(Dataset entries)
+-------+
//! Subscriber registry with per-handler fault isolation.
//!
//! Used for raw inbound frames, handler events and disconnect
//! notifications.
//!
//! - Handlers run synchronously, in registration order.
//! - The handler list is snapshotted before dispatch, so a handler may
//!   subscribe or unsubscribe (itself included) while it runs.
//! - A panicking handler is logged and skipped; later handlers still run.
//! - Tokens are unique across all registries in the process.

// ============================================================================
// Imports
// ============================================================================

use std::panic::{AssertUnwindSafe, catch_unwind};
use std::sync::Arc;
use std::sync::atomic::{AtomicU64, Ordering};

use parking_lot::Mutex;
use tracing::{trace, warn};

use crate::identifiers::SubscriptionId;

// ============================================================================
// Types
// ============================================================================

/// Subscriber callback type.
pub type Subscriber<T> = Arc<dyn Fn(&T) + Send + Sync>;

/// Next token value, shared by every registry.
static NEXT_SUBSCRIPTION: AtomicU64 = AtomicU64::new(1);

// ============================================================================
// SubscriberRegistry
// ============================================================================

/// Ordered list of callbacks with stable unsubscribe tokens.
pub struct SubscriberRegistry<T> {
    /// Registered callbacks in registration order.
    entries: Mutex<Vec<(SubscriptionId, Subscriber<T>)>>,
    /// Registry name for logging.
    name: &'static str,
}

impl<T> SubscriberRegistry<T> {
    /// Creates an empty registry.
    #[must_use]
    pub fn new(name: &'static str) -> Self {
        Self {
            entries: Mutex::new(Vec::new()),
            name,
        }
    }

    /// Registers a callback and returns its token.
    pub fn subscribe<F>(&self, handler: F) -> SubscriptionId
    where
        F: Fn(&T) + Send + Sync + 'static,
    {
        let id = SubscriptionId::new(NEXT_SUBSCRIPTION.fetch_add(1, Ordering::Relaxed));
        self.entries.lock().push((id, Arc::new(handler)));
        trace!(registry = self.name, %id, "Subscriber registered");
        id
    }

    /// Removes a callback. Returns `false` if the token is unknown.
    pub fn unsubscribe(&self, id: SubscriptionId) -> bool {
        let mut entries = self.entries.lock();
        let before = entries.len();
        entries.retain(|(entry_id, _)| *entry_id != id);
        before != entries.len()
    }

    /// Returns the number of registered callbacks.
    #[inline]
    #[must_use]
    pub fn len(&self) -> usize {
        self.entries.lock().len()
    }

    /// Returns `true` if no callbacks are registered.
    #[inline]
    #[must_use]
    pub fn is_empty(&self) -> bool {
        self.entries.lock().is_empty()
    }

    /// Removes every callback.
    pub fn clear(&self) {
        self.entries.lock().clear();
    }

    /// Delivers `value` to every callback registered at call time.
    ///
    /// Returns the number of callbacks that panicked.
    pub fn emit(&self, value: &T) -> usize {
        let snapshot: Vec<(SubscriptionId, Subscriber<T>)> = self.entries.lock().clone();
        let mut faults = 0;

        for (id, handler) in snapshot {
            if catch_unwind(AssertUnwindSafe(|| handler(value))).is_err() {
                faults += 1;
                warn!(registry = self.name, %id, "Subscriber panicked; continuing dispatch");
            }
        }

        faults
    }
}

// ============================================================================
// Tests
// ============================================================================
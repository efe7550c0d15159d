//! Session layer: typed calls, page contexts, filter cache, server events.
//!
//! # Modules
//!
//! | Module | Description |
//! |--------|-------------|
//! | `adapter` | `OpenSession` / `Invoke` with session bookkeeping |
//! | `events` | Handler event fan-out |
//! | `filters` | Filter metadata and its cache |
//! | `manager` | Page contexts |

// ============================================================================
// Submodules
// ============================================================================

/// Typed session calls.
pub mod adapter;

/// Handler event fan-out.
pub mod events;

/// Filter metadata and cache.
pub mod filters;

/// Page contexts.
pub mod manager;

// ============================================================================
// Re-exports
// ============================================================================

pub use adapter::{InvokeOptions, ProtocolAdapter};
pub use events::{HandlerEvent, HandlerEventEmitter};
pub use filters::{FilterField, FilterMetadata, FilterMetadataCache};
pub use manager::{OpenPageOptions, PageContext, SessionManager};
+-------+
* What is needed: Copy every line above once more, precisely as it reads.

* Response to this exercise:
//! Subscriber registry with per-handler fault isolation.
//!
//! Used for raw inbound frames, handler events and disconnect
//! notifications.
//!
//! - Handlers run synchronously, in registration order.
//! - The handler list is snapshotted before dispatch, so a handler may
//!   subscribe or unsubscribe (itself included) while it runs.
//! - A panicking handler is logged and skipped; later handlers still run.
//! - Tokens are unique across all registries in the process.

// ============================================================================
// Imports
// ============================================================================

use std::panic::{AssertUnwindSafe, catch_unwind};
use std::sync::Arc;
use std::sync::atomic::{AtomicU64, Ordering};

use parking_lot::Mutex;
use tracing::{trace, warn};

use crate::identifiers::SubscriptionId;

// ============================================================================
// Types
// ============================================================================

/// Subscriber callback type.
pub type Subscriber<T> = Arc<dyn Fn(&T) + Send + Sync>;

/// Next token value, shared by every registry.
static NEXT_SUBSCRIPTION: AtomicU64 = AtomicU64::new(1);

// ============================================================================
// SubscriberRegistry
// ============================================================================

/// Ordered list of callbacks with stable unsubscribe tokens.
pub struct SubscriberRegistry<T> {
    /// Registered callbacks in registration order.
    entries: Mutex<Vec<(SubscriptionId, Subscriber<T>)>>,
    /// Registry name for logging.
    name: &'static str,
}

impl<T> SubscriberRegistry<T> {
    /// Creates an empty registry.
    #[must_use]
    pub fn new(name: &'static str) -> Self {
        Self {
            entries: Mutex::new(Vec::new()),
            name,
        }
    }

    /// Registers a callback and returns its token.
    pub fn subscribe<F>(&self, handler: F) -> SubscriptionId
    where
        F: Fn(&T) + Send + Sync + 'static,
    {
        let id = SubscriptionId::new(NEXT_SUBSCRIPTION.fetch_add(1, Ordering::Relaxed));
        self.entries.lock().push((id, Arc::new(handler)));
        trace!(registry = self.name, %id, "Subscriber registered");
        id
    }

    /// Removes a callback. Returns `false` if the token is unknown.
    pub fn unsubscribe(&self, id: SubscriptionId) -> bool {
        let mut entries = self.entries.lock();
        let before = entries.len();
        entries.retain(|(entry_id, _)| *entry_id != id);
        before != entries.len()
    }

    /// Returns the number of registered callbacks.
    #[inline]
    #[must_use]
    pub fn len(&self) -> usize {
        self.entries.lock().len()
    }

    /// Returns `true` if no callbacks are registered.
    #[inline]
    #[must_use]
    pub fn is_empty(&self) -> bool {
        self.entries.lock().is_empty()
    }

    /// Removes every callback.
    pub fn clear(&self) {
        self.entries.lock().clear();
    }

    /// Delivers `value` to every callback registered at call time.
    ///
    /// Returns the number of callbacks that panicked.
    pub fn emit(&self, value: &T) -> usize {
        let snapshot: Vec<(SubscriptionId, Subscriber<T>)> = self.entries.lock().clone();
        let mut faults = 0;

        for (id, handler) in snapshot {
            if catch_unwind(AssertUnwindSafe(|| handler(value))).is_err() {
                faults += 1;
                warn!(registry = self.name, %id, "Subscriber panicked; continuing dispatch");
            }
        }

        faults
    }
}

// ============================================================================
// Tests
// ============================================================================
repository efe7550c0d15159d
//! Session layer: typed calls, page contexts, filter cache, server events.
//!
//! # Modules
//!
//! | Module | Description |
//! |--------|-------------|
//! | `adapter` | `OpenSession` / `Invoke` with session bookkeeping |
//! | `events` | Handler event fan-out |
//! | `filters` | Filter metadata and its cache |
//! | `manager` | Page contexts |

// ============================================================================
// Submodules
// ============================================================================

/// Typed session calls.
pub mod adapter;

/// Handler event fan-out.
pub mod events;

/// Filter metadata and cache.
pub mod filters;

/// Page contexts.
pub mod manager;

// ============================================================================
// Re-exports
// ============================================================================

pub use adapter::{InvokeOptions, ProtocolAdapter};
pub use events::{HandlerEvent, HandlerEventEmitter};
pub use filters::{FilterField, FilterMetadata, FilterMetadataCache};
pub use manager::{OpenPageOptions, PageContext, SessionManager};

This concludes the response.